Maybe those thin oiled racer teams do everything to win, teardown and repair after each race not a problem, right? Bearings are still shells in need of good pressure, not ballbearings?
Or the later design the Porsche thread post described, lower oil pressure needed to lubricate the rods. Still film strenght for surfaces that get splashes of oil.
The Porche post also notified the multigrade oil's base oil which the oil will end up in when additives have given up, a process that start very soon. Too thin base oil not good for those engines. Also different engine designs of oil distribution to rods, later need lower oil pressure and therefore possible to use the modern 5-40 oils.
I' m convinced that same ideas are valid for a CB four too.
I have seen how quick a 0W-40 synth oil becomes much thinner when cold.

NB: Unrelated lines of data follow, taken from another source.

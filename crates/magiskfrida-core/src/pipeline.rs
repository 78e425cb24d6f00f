//! End-to-end build orchestration.
//!
//! Platforms are built one after another: assemble, collect, package. By
//! default the first failure stops the run and the remaining platforms are
//! reported as skipped; [`FailurePolicy::KeepGoing`] attempts every one.

use std::path::PathBuf;

use reqwest::Client;
use thiserror::Error;

use magiskfrida_schema::{Platform, Release};

use crate::assembler::{AssemblyError, ModuleAssembler, StagingTree};
use crate::config::BuildConfig;
use crate::io::download::ArtifactCache;
use crate::manifest::ManifestCollector;
use crate::package::{PackageReport, Packager, PackagingError};
use crate::reporter::Reporter;
use crate::resolver::{ReleaseResolver, ResolveError};

/// A failed pipeline stage.
#[derive(Error, Debug)]
pub enum BuildError {
    /// The release could not be determined.
    #[error("Could not resolve release: {0}")]
    Resolve(#[from] ResolveError),

    /// A staging tree could not be assembled.
    #[error("{platform}: assembly failed: {source}")]
    Assembly {
        /// Platform being built.
        platform: Platform,
        /// Cause.
        #[source]
        source: AssemblyError,
    },

    /// An archive could not be written.
    #[error("{platform}: packaging failed: {source}")]
    Packaging {
        /// Platform being built.
        platform: Platform,
        /// Cause.
        #[source]
        source: PackagingError,
    },

    /// The blocking packaging task panicked or was cancelled.
    #[error("{platform}: background task failed: {source}")]
    Task {
        /// Platform being built.
        platform: Platform,
        /// Cause.
        #[source]
        source: tokio::task::JoinError,
    },
}

impl BuildError {
    /// Platform the error belongs to, if any.
    pub fn platform(&self) -> Option<Platform> {
        match self {
            Self::Resolve(_) => None,
            Self::Assembly { platform, .. }
            | Self::Packaging { platform, .. }
            | Self::Task { platform, .. } => Some(*platform),
        }
    }
}

/// What to do with the remaining platforms after one fails.
#[derive(Debug, Clone, Copy, Default, PartialEq, Eq)]
pub enum FailurePolicy {
    /// Stop and skip the rest.
    #[default]
    Abort,
    /// Attempt every platform.
    KeepGoing,
}

/// A platform that was built.
#[derive(Debug, Clone)]
pub struct PlatformBuild {
    /// Platform built.
    pub platform: Platform,
    /// Output archive.
    pub archive: PathBuf,
    /// Packaging details.
    pub report: PackageReport,
    /// The staging tree the archive was made from.
    pub staging: StagingTree,
}

/// A platform that failed.
#[derive(Debug)]
pub struct PlatformFailure {
    /// Platform attempted.
    pub platform: Platform,
    /// Why it failed.
    pub error: BuildError,
}

/// Outcome of [`BuildPipeline::build_all`].
#[derive(Debug)]
pub struct BuildSummary {
    /// Release built.
    pub release: Release,
    /// Platforms that produced an archive, in build order.
    pub built: Vec<PlatformBuild>,
    /// Platforms that failed, in build order.
    pub failed: Vec<PlatformFailure>,
    /// Platforms not attempted because an earlier one failed.
    pub skipped: Vec<Platform>,
}

impl BuildSummary {
    /// Whether every requested platform was built.
    pub fn is_success(&self) -> bool {
        self.failed.is_empty() && self.skipped.is_empty()
    }
}

/// What a build would do for one platform, without doing it.
#[derive(Debug, Clone, PartialEq, Eq)]
pub struct PlannedBuild {
    /// Platform.
    pub platform: Platform,
    /// Artifact download URL.
    pub url: String,
    /// Where the compressed artifact is cached.
    pub artifact: PathBuf,
    /// Staging directory that will be rebuilt.
    pub staging: PathBuf,
    /// Output archive.
    pub archive: PathBuf,
}

/// Resolves a release and builds installer archives for it.
#[derive(Debug)]
pub struct BuildPipeline<R: Reporter> {
    config: BuildConfig,
    resolver: ReleaseResolver,
    assembler: ModuleAssembler,
    collector: ManifestCollector,
    packager: Packager,
    reporter: R,
}

impl<R: Reporter> BuildPipeline<R> {
    /// Wire every stage from `config`, sharing `client` for network access.
    pub fn new(config: BuildConfig, client: Client, reporter: R) -> Self {
        let resolver = ReleaseResolver::new(client.clone(), config.upstream.release_url.clone());
        let assembler = ModuleAssembler::new(&config, ArtifactCache::new(client));
        let collector = ManifestCollector::from_layout(&config.layout);
        Self {
            config,
            resolver,
            assembler,
            collector,
            packager: Packager::new(),
            reporter,
        }
    }

    /// Use `packager` instead of the deflating default.
    #[must_use]
    pub fn with_packager(mut self, packager: Packager) -> Self {
        self.packager = packager;
        self
    }

    /// Use `pin` if given, otherwise ask upstream for the latest release.
    ///
    /// # Errors
    ///
    /// Returns [`BuildError::Resolve`] if the pin is not a valid tag or the
    /// lookup fails.
    pub async fn resolve_release(&self, pin: Option<&str>) -> Result<Release, BuildError> {
        let release = match pin {
            Some(tag) => {
                let release = Release::new(tag).map_err(ResolveError::from)?;
                self.reporter.info(&format!(
                    "Using pinned release {release}, upstream not queried"
                ));
                release
            }
            None => self.resolver.resolve().await?,
        };
        self.reporter.resolved(&release);
        Ok(release)
    }

    /// Assemble, collect and package one platform.
    ///
    /// # Errors
    ///
    /// Returns [`BuildError`] naming the stage that failed.
    pub async fn build_platform(
        &self,
        release: &Release,
        platform: Platform,
    ) -> Result<PlatformBuild, BuildError> {
        self.reporter.assembling(platform, release);
        let staging = self
            .assembler
            .assemble(platform, release)
            .await
            .map_err(|source| BuildError::Assembly { platform, source })?;

        let manifest = self.collector.collect(&staging.root);
        self.reporter.packaging(platform, manifest.len());

        let packager = self.packager;
        let root = staging.root.clone();
        let archive = self.config.archive_path(release, platform);
        let output = archive.clone();
        let report =
            tokio::task::spawn_blocking(move || packager.package(&manifest, &root, &output))
                .await
                .map_err(|source| BuildError::Task { platform, source })?
                .map_err(|source| BuildError::Packaging { platform, source })?;

        for entry in &report.missing {
            self.reporter
                .warning(&format!("{platform}: '{entry}' not found in staging tree"));
        }

        let name = archive
            .file_name()
            .map(|n| n.to_string_lossy().into_owned())
            .unwrap_or_default();
        self.reporter.done(platform, &name, Some(report.size));

        Ok(PlatformBuild {
            platform,
            archive,
            report,
            staging,
        })
    }

    /// Build `platforms` in order under `policy`.
    pub async fn build_all(
        &self,
        release: &Release,
        platforms: &[Platform],
        policy: FailurePolicy,
    ) -> BuildSummary {
        self.reporter.section(&format!("Building {release}"));

        let mut summary = BuildSummary {
            release: release.clone(),
            built: Vec::new(),
            failed: Vec::new(),
            skipped: Vec::new(),
        };

        let mut remaining = platforms.iter().copied();
        for platform in remaining.by_ref() {
            match self.build_platform(release, platform).await {
                Ok(build) => summary.built.push(build),
                Err(error) => {
                    tracing::error!("{error}");
                    self.reporter.failed(platform, &error_chain(&error));
                    summary.failed.push(PlatformFailure { platform, error });
                    if policy == FailurePolicy::Abort {
                        break;
                    }
                }
            }
        }

        for platform in remaining {
            self.reporter.skipped(platform, "an earlier platform failed");
            summary.skipped.push(platform);
        }

        summary
    }

    /// Describe what [`build_all`](Self::build_all) would touch.
    pub fn dry_run_plan(&self, release: &Release, platforms: &[Platform]) -> Vec<PlannedBuild> {
        platforms
            .iter()
            .map(|&platform| PlannedBuild {
                platform,
                url: self.config.artifact_url(release, platform),
                artifact: self.config.artifact_path(release, platform),
                staging: self.config.staging_dir(platform),
                archive: self.config.archive_path(release, platform),
            })
            .collect()
    }
}

/// `error` followed by each of its sources, joined with `: `.
pub fn error_chain(error: &dyn std::error::Error) -> String {
    let mut out = error.to_string();
    let mut source = error.source();
    while let Some(cause) = source {
        let text = cause.to_string();
        if !out.contains(&text) {
            out.push_str(": ");
            out.push_str(&text);
        }
        source = cause.source();
    }
    out
}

My car's oil feel bad after 9000km. 1.8 L engine with turbo, only 3.7 L oil. Not as good oil as my CB750 get that get fresh oil more frequent
I think the hot running turbo kills the small amount of oil quickly.
Multigrade oils that loose it also a reason for more modern car engines like BMW get expensive repairs when cam chain tensioner stop work due to the low viscocity and too low oil pressure. Chain can jump or snap. Audi engines similar expensive repairs. Sludge involved too.
I start to understand the very short oil change intervals Honda recommended, multigrade oil viscosity degradation.
Oil pressure gauge feels as a must where this process can be supervised. Pressure when really warm.